During a news conference with lawyer Dana Kurtz today, Lisa Mahone and Jamal Jones said their "civil rights [were] just thrown out the window."

"I'm really in a state of shock," said Mahone, who had been traveling to the hospital to see her dying mother when she was pulled over. "It felt like I was just like, it felt like, it felt like it was nothing but gangbangers around me."

Her mother has since died. According to court documents, Mahone said she was pulled over by police Sept. 24 for not wearing her seatbelt. Inside the car was Jones in the passenger seat and Mahone's children -- Joseph Ivy, 14, and JaNiya Ivy, 7 -- in the back seat.

Joseph Ivy captured the incident on his cellphone as Mahone talked to 911 dispatch.

Mahone and Jones allege in their complaint that Officers Patrick Vicari and Charles Turner were "highly aggressive" during the traffic stop. They said the officers requested Mahone's identification but also Jones'. Because he did not have a driver's license, according to the complaint, Jones offered a piece of paper that included his information but the officers declined.

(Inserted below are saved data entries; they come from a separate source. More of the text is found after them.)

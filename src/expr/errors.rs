//! Expression engine error types
//!
//! Every variant aborts the enclosing pipeline run and surfaces as the
//! run's error string. Conversion failures (unparsable text, invalid
//! dates) are deliberately NOT errors; they degrade to `Missing`.

use thiserror::Error;

/// Result type for expression operations
pub type ExprResult<T> = Result<T, ExprError>;

/// Errors raised while constructing, deserializing, or evaluating
/// expressions.
#[derive(Debug, Clone, PartialEq, Error)]
pub enum ExprError {
    /// An operand's runtime type does not satisfy the operation,
    /// e.g. arithmetic on text.
    #[error("type error: {0}")]
    TypeError(String),

    /// A comparison between values of differing runtime types.
    #[error("type mismatch: cannot compare {left} with {right}")]
    TypeMismatch {
        /// Type name of the left operand
        left: &'static str,
        /// Type name of the right operand
        right: &'static str,
    },

    /// Reference to a column absent from the current row.
    #[error("unknown column: {0}")]
    UnknownColumn(String),

    /// A serialized expression that does not encode a valid node.
    #[error("malformed expression: {0}")]
    MalformedExpression(String),
}
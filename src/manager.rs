//! Pipeline manager
//!
//! An explicitly passed context object, not a process-wide singleton:
//! callers thread it through every run. It holds the named table
//! snapshots published by `notify` (read back by `join`) and the
//! result/error of the most recent run.
//!
//! Lifecycle: empty at process start; `register` inserts or overwrites;
//! `reset` clears everything. Callers MUST reset between independent
//! run cycles; a skipped reset leaks registrations into the next cycle.
//! That leak is documented behavior, not something the engine hides.

use indexmap::IndexMap;

use crate::transform::{TransformError, TransformResult};
use crate::value::Table;

/// Registry of named table snapshots plus last-run state.
#[derive(Debug, Clone, Default)]
pub struct PipelineManager {
    tables: IndexMap<String, Table>,
    last_error: String,
    last_result: Option<Table>,
}

impl PipelineManager {
    /// Creates an empty manager.
    pub fn new() -> Self {
        Self::default()
    }

    /// Publishes a table under a name, overwriting any previous entry.
    pub fn register(&mut self, name: impl Into<String>, table: Table) {
        self.tables.insert(name.into(), table);
    }

    /// Looks up a published table by name.
    pub fn lookup(&self, name: &str) -> TransformResult<&Table> {
        self.tables
            .get(name)
            .ok_or_else(|| TransformError::UnknownRegistryName(name.to_string()))
    }

    /// Returns true if a table is registered under the name.
    pub fn contains(&self, name: &str) -> bool {
        self.tables.contains_key(name)
    }

    /// Registered names, in registration order.
    pub fn names(&self) -> impl Iterator<Item = &String> {
        self.tables.keys()
    }

    /// Records a successful run.
    pub(crate) fn record_success(&mut self, table: &Table) {
        self.last_error.clear();
        self.last_result = Some(table.clone());
    }

    /// Records a failed run. Registrations made earlier in the run stay.
    pub(crate) fn record_failure(&mut self, error: String) {
        self.last_error = error;
        self.last_result = None;
    }

    /// The most recent run's error string; empty on success.
    pub fn last_error(&self) -> &str {
        &self.last_error
    }

    /// The most recent successful run's table, if any.
    pub fn last_result(&self) -> Option<&Table> {
        self.last_result.as_ref()
    }

    /// Clears all registrations and stored run state.
    pub fn reset(&mut self) {
        self.tables.clear();
        self.last_error.clear();
        self.last_result = None;
    }
}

According to the complaint, when Jones refused to leave the vehicle because he and Mahone felt they were in "imminent danger," officers smashed the passenger-side window and used a stun gun on him.

Jones was arrested and later charged with resisting law enforcement. Mahone received a citation for not wearing her seatbelt and was let go.

Kurtz, their lawyer, said the officers had no right to ask Jones to exit the car unless they had probable cause. "These officers engaged in excessive force and were completely unreasonable," Kurtz said today. "There was absolutely no basis to engage in the conduct that they did or to arrest [Jones.]"

In a statement, the Hammond Police Department said the first officer during the traffic stop had seen the passenger in the car "drop his left hand behind the center console."

"Fearing for officer safety, the first officer ordered the passenger to show his hands and then repeatedly asked him to exit the vehicle," the statement said. "The passenger continued to refuse to exit the vehicle after approximately thirteen minutes had elapsed and upon request by at least three different officers present at the scene of the stop."

"Fearing the occupants of the vehicle may have possessed a weapon, and seeing the passenger repeatedly reach towards the rear seats of the vehicle, the first officer then broke the passenger side window of the vehicle and the passenger was removed from the vehicle and was placed under arrest," the statement said.

The complaint stated that Vicari and Turner had been named in four previous federal lawsuits – three for Vicari; and Turner, one -- involving "the use of excessive force against citizens and arresting citizens without probable cause."

ABC News was not able to reach Vicari, Turner or the police department for comment.

Confidential settlements ended the previous litigation. In each case, the city and the individual officers denied the allegations prior to settlement.

In an emailed statement today, Kristina Kantar, a lawyer for the city of Hammond, said: "The Hammond Police Department statement issued yesterday is the City’s statement of events, as there is pending litigation I cannot comment any further about any other matters."